La Haute Autorité de Santé a statué, en accord avec les pratiques internationales, que les seules pratiques ayant démontré leur efficacité dans l’accompagnement de l’autisme sont les méthodes éducatives. Ce sont ces méthodes qui sont mis en place dans pratiquement tous les autres pays développés.
En Espagne, en Suède, 90 % des enfants autistes vont à l’école. En Angleterre, ce sont 100% des enfants autistes qui vont à l’école.
En France, moins de 10% des enfants autistes sont scolarisés. Seulement 2% vont à l’école à plein temps.
La place d’une personne autiste est parmi nous…
Les études montrent que éduquer les enfants autistes permet d’économiser à l’état plus d’un millions d’euros par personne autiste au cours de sa vie. De plus le gain de qualité de vie de la famille est inestimable. Le gain en autonomie de la personne handicapée est parfois spectaculaire.
Vous avez du recevoir ces jours-ci une lettre des députés G. Rouillard et D. Fasquelle.
Je vous encourage à la lire attentivement.
Je viens vous demander expressément de les soutenir vigoureusement dans leur démarches. Ils connaissent très bien la situation et travaillent de concert à reformer la psychiatrie en France vers de bonnes pratiques. Ils ont le soutien massif de toutes les familles d’enfants autistes.
Voudrez-vous nous aider?
Nous sommes 600 000 familles concernées en France, dont environ 150 000 cas lourds, à vie.

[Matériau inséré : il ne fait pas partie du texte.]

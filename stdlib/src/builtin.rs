use robotls_core::library::{KeywordDoc, LibraryScope, StdLibrary, BUILTIN_LIBRARY_NAME};

use crate::{keywords_from_table, KeywordSpec};

const KEYWORDS: &[KeywordSpec] = &[
    ("Call Method", &["object", "method_name", "*args", "**kwargs"], "Calls the named method of the given object with the provided arguments."),
    ("Catenate", &["*items"], "Catenates the given items together and returns the resulted string.\n\nBy default, items are catenated with spaces. If the first item is `SEPARATOR=<sep>`, the separator is used instead."),
    ("Comment", &["*messages"], "Displays the given messages in the log file as keyword arguments.\n\nThis keyword does nothing with the arguments it receives."),
    ("Continue For Loop", &[], "*DEPRECATED* Use the CONTINUE statement instead.\n\nSkips the current FOR loop iteration and continues from the next."),
    ("Continue For Loop If", &["condition"], "*DEPRECATED* Use IF and CONTINUE instead.\n\nSkips the current FOR loop iteration if the condition is true."),
    ("Convert To Binary", &["item", "base=None", "prefix=None", "length=None"], "Converts the given item to a binary string."),
    ("Convert To Boolean", &["item"], "Converts the given item to Boolean true or false."),
    ("Convert To Bytes", &["input", "input_type=text"], "Converts the given input to bytes according to the input_type."),
    ("Convert To Hex", &["item", "base=None", "prefix=None", "length=None", "lowercase=False"], "Converts the given item to a hexadecimal string."),
    ("Convert To Integer", &["item", "base=None"], "Converts the given item to an integer number."),
    ("Convert To Number", &["item", "precision=None"], "Converts the given item to a floating point number."),
    ("Convert To Octal", &["item", "base=None", "prefix=None", "length=None"], "Converts the given item to an octal string."),
    ("Convert To String", &["item"], "Converts the given item to a Unicode string."),
    ("Create Dictionary", &["*items"], "Creates and returns a dictionary based on the given items.\n\nItems are typically given using the `key=value` syntax."),
    ("Create List", &["*items"], "Returns a list containing given items."),
    ("Evaluate", &["expression", "modules=None", "namespace=None"], "Evaluates the given expression in Python and returns the result.\n\nVariables used like `$name` are replaced with their actual values."),
    ("Exit For Loop", &[], "*DEPRECATED* Use the BREAK statement instead.\n\nStops executing the enclosing FOR loop."),
    ("Exit For Loop If", &["condition"], "*DEPRECATED* Use IF and BREAK instead.\n\nStops executing the enclosing FOR loop if the condition is true."),
    ("Fail", &["msg=None", "*tags"], "Fails the test with the given message and optionally alters its tags."),
    ("Fatal Error", &["msg=None"], "Stops the whole test execution."),
    ("Get Count", &["container", "item"], "Returns and logs how many times item is found from container."),
    ("Get Length", &["item"], "Returns and logs the length of the given item as an integer."),
    ("Get Library Instance", &["name=None", "all=False"], "Returns the currently active instance of the specified library."),
    ("Get Time", &["format=timestamp", "time_=NOW"], "Returns the given time in the requested format."),
    ("Get Variable Value", &["name", "default=None"], "Returns variable value or default if the variable does not exist."),
    ("Get Variables", &["no_decoration=False"], "Returns a dictionary containing all variables in the current scope."),
    ("Import Library", &["name", "*args"], "Imports a library with the given name and optional arguments."),
    ("Import Resource", &["path"], "Imports a resource file with the given path."),
    ("Import Variables", &["path", "*args"], "Imports a variable file with the given path and optional arguments."),
    ("Keyword Should Exist", &["name", "msg=None"], "Fails unless the given keyword exists in the current scope."),
    ("Length Should Be", &["item", "length", "msg=None"], "Verifies that the length of the given item is correct."),
    ("Log", &["message", "level=INFO", "html=False", "console=False", "repr=DEPRECATED", "formatter=str"], "Logs the given message with the given level.\n\nValid levels are TRACE, DEBUG, INFO (default), WARN and ERROR."),
    ("Log Many", &["*messages"], "Logs the given messages as separate entries using the INFO level."),
    ("Log To Console", &["message", "stream=STDOUT", "no_newline=False", "format="], "Logs the given message to the console."),
    ("Log Variables", &["level=INFO"], "Logs all variables in the current scope with given log level."),
    ("No Operation", &[], "Does absolutely nothing."),
    ("Pass Execution", &["message", "*tags"], "Skips rest of the current test, setup, or teardown with PASS status."),
    ("Pass Execution If", &["condition", "message", "*tags"], "Conditionally skips rest of the current test, setup, or teardown with PASS status."),
    ("Regexp Escape", &["*patterns"], "Returns each argument string escaped for use as a regular expression."),
    ("Reload Library", &["name_or_instance"], "Rechecks what keywords the specified library provides."),
    ("Remove Tags", &["*tags"], "Removes given tags from the current test or all tests in a suite."),
    ("Repeat Keyword", &["repeat", "name", "*args"], "Executes the specified keyword multiple times."),
    ("Replace Variables", &["text"], "Replaces variables in the given text with their current values."),
    ("Return From Keyword", &["*return_values"], "*DEPRECATED* Use the RETURN statement instead.\n\nReturns from the enclosing user keyword."),
    ("Return From Keyword If", &["condition", "*return_values"], "*DEPRECATED* Use IF and RETURN instead.\n\nReturns from the enclosing user keyword if condition is true."),
    ("Run Keyword", &["name", "*args"], "Executes the given keyword with the given arguments."),
    ("Run Keyword And Continue On Failure", &["name", "*args"], "Runs the keyword and continues execution even if a failure occurs."),
    ("Run Keyword And Expect Error", &["expected_error", "name", "*args"], "Runs the keyword and checks that the expected error occurred."),
    ("Run Keyword And Ignore Error", &["name", "*args"], "Runs the given keyword with the given arguments and ignores possible error."),
    ("Run Keyword And Return", &["name", "*args"], "Runs the specified keyword and returns from the enclosing user keyword."),
    ("Run Keyword And Return If", &["condition", "name", "*args"], "Runs the specified keyword and returns from the enclosing user keyword if condition is true."),
    ("Run Keyword And Return Status", &["name", "*args"], "Runs the given keyword with given arguments and returns the status as a Boolean value."),
    ("Run Keyword And Warn On Failure", &["name", "*args"], "Runs the specified keyword logs a warning if the keyword fails."),
    ("Run Keyword If", &["condition", "name", "*args"], "Runs the given keyword with the given arguments, if condition is true.\n\n`ELSE IF` and `ELSE` branches are supported."),
    ("Run Keyword If All Tests Passed", &["name", "*args"], "Runs the given keyword with the given arguments, if all tests passed."),
    ("Run Keyword If Any Tests Failed", &["name", "*args"], "Runs the given keyword with the given arguments, if one or more tests failed."),
    ("Run Keyword If Test Failed", &["name", "*args"], "Runs the given keyword with the given arguments, if the test failed."),
    ("Run Keyword If Test Passed", &["name", "*args"], "Runs the given keyword with the given arguments, if the test passed."),
    ("Run Keyword If Timeout Occurred", &["name", "*args"], "Runs the given keyword if either a test or a keyword timeout has occurred."),
    ("Run Keyword Unless", &["condition", "name", "*args"], "*DEPRECATED* Use IF instead.\n\nRuns the given keyword with the given arguments if condition is false."),
    ("Run Keywords", &["*keywords"], "Executes all the given keywords in a sequence.\n\nKeywords with arguments are separated with `AND`."),
    ("Set Global Variable", &["name", "*values"], "Makes a variable available globally in all tests and suites."),
    ("Set Library Search Order", &["*search_order"], "Sets the resolution order to use when a name matches multiple keywords."),
    ("Set Local Variable", &["name", "*values"], "Makes a variable available everywhere within the local scope."),
    ("Set Log Level", &["level"], "Sets the log threshold to the specified level and returns the old level."),
    ("Set Suite Documentation", &["doc", "append=False", "top=False"], "Sets documentation for the current test suite."),
    ("Set Suite Metadata", &["name", "value", "append=False", "top=False"], "Sets metadata for the current test suite."),
    ("Set Suite Variable", &["name", "*values", "children=False"], "Makes a variable available everywhere within the scope of the current suite."),
    ("Set Tags", &["*tags"], "Adds given tags for the current test or all tests in a suite."),
    ("Set Task Variable", &["name", "*values"], "Makes a variable available everywhere within the scope of the current task."),
    ("Set Test Documentation", &["doc", "append=False"], "Sets documentation for the current test case."),
    ("Set Test Message", &["message", "append=False"], "Sets message for the current test case."),
    ("Set Test Variable", &["name", "*values"], "Makes a variable available everywhere within the scope of the current test."),
    ("Set Variable", &["*values"], "Returns the given values which can then be assigned to a variables."),
    ("Set Variable If", &["condition", "*values"], "Sets variable based on the given condition."),
    ("Should Be Empty", &["item", "msg=None"], "Verifies that the given item is empty."),
    ("Should Be Equal", &["first", "second", "msg=None", "values=True", "ignore_case=False", "formatter=str", "strip_spaces=False", "collapse_spaces=False"], "Fails if the given objects are unequal."),
    ("Should Be Equal As Integers", &["first", "second", "msg=None", "values=True", "base=None"], "Fails if objects are unequal after converting them to integers."),
    ("Should Be Equal As Numbers", &["first", "second", "msg=None", "values=True", "precision=6"], "Fails if objects are unequal after converting them to real numbers."),
    ("Should Be Equal As Strings", &["first", "second", "msg=None", "values=True", "ignore_case=False", "strip_spaces=False", "formatter=str", "collapse_spaces=False"], "Fails if objects are unequal after converting them to strings."),
    ("Should Be True", &["condition", "msg=None"], "Fails if the given condition is not true."),
    ("Should Contain", &["container", "item", "msg=None", "values=True", "ignore_case=False", "strip_spaces=False", "collapse_spaces=False"], "Fails if container does not contain item one or more times."),
    ("Should Contain Any", &["container", "*items", "**configuration"], "Fails if container does not contain any of the *items."),
    ("Should Contain X Times", &["container", "item", "count", "msg=None", "ignore_case=False", "strip_spaces=False", "collapse_spaces=False"], "Fails if container does not contain item count times."),
    ("Should End With", &["str1", "str2", "msg=None", "values=True", "ignore_case=False", "strip_spaces=False", "collapse_spaces=False"], "Fails if the string str1 does not end with the string str2."),
    ("Should Match", &["string", "pattern", "msg=None", "values=True", "ignore_case=False"], "Fails if the given string does not match the given glob pattern."),
    ("Should Match Regexp", &["string", "pattern", "msg=None", "values=True", "flags=None"], "Fails if string does not match pattern as a regular expression."),
    ("Should Not Be Empty", &["item", "msg=None"], "Verifies that the given item is not empty."),
    ("Should Not Be Equal", &["first", "second", "msg=None", "values=True", "ignore_case=False", "strip_spaces=False", "collapse_spaces=False"], "Fails if the given objects are equal."),
    ("Should Not Be True", &["condition", "msg=None"], "Fails if the given condition is true."),
    ("Should Not Contain", &["container", "item", "msg=None", "values=True", "ignore_case=False", "strip_spaces=False", "collapse_spaces=False"], "Fails if container contains item one or more times."),
    ("Should Not Match", &["string", "pattern", "msg=None", "values=True", "ignore_case=False"], "Fails if the given string matches the given pattern."),
    ("Should Start With", &["str1", "str2", "msg=None", "values=True", "ignore_case=False", "strip_spaces=False", "collapse_spaces=False"], "Fails if the string str1 does not start with the string str2."),
    ("Skip", &["msg=Skipped with Skip keyword."], "Skips the rest of the current test."),
    ("Skip If", &["condition", "msg=None"], "Skips the rest of the current test if the condition is True."),
    ("Sleep", &["time_", "reason=None"], "Pauses the test executed for the given time."),
    ("Variable Should Exist", &["name", "msg=None"], "Fails unless the given variable exists within the current scope."),
    ("Variable Should Not Exist", &["name", "msg=None"], "Fails if the given variable exists within the current scope."),
    ("Wait Until Keyword Succeeds", &["retry", "retry_interval", "name", "*args"], "Runs the specified keyword and retries if it fails."),
];

/// `BuiltIn`, imported into every namespace.
#[derive(Debug)]
pub struct BuiltInLibrary {
    keywords: Vec<KeywordDoc>,
}

impl Default for BuiltInLibrary {
    fn default() -> Self {
        Self::new()
    }
}

impl BuiltInLibrary {
    pub fn new() -> Self {
        Self {
            keywords: keywords_from_table(BUILTIN_LIBRARY_NAME, KEYWORDS),
        }
    }
}

impl StdLibrary for BuiltInLibrary {
    fn name(&self) -> &str {
        BUILTIN_LIBRARY_NAME
    }

    fn description(&self) -> &str {
        "An always available standard library with often needed keywords."
    }

    fn scope(&self) -> LibraryScope {
        LibraryScope::Global
    }

    fn keywords(&self) -> Vec<KeywordDoc> {
        self.keywords.clone()
    }
}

Nous sommes bien sur à votre disposition pour en discuter, si vous le souhaitez.
Très Sincèrement
Magali Pignard
Références :
Manifeste pour une psychiatrie et une psychologie basées sur des preuves scientifiques.
Autisme et pratiques fondées sur les preuves : guide manuel pour les parents.
Transcription de l’interview sur « Europe 1 » de Hugo Horiot. Hugo Horiot est autiste, mais aussi comédien, réalisateur, écrivain. Il a parlé à l’âge de 6 ans. Son avenir était alors tout tracé par les professionnels : hôpital de jour et institutions, pas d’école, une psychothérapie pour aider la maman à faire le deuil de son enfant.
Hugo Horiot
- (Hugo Horiot) On me mettait en face de jouets, des jouets que je n’aimais pas, des peluches, des châteaux en plastique. J’ai donné un coup de pied dans le château en plastique. Je lui ai explosé son château en plastique qu’elle m’avait mis sous le nez. Et là, elle me dit : « Ah, mais c’est pas bien, tu donnes un coup de pied à ton papa ! Ce n’est pas bien !! »
Imaginez ça pendant des années ! Je ne vois pas comment on pouvait faire sortir, émerger quelqu’un de son autisme. C’est une aberration.
- Alors comment vous en êtes-vous sorti, vous ?
- Je m’en suis sortie grâce au travail et au combat qu’a mené ma mère. Elle me stimulait par le corps, elle essayait de rentrer dans mon monde, de comprendre ma logique, de se glisser dedans. Et surtout, elle a mis un point d’honneur à faire en sorte que je n’aille jamais en institution spécialisée. Un autiste a besoin d’être mis dans le monde, dans le monde réel autour de lui, parce qu’il a les compétences, pour en faire partie. Mais ça doit se faire avec un accompagnement, un accompagnement plus en effet, de type comportemental.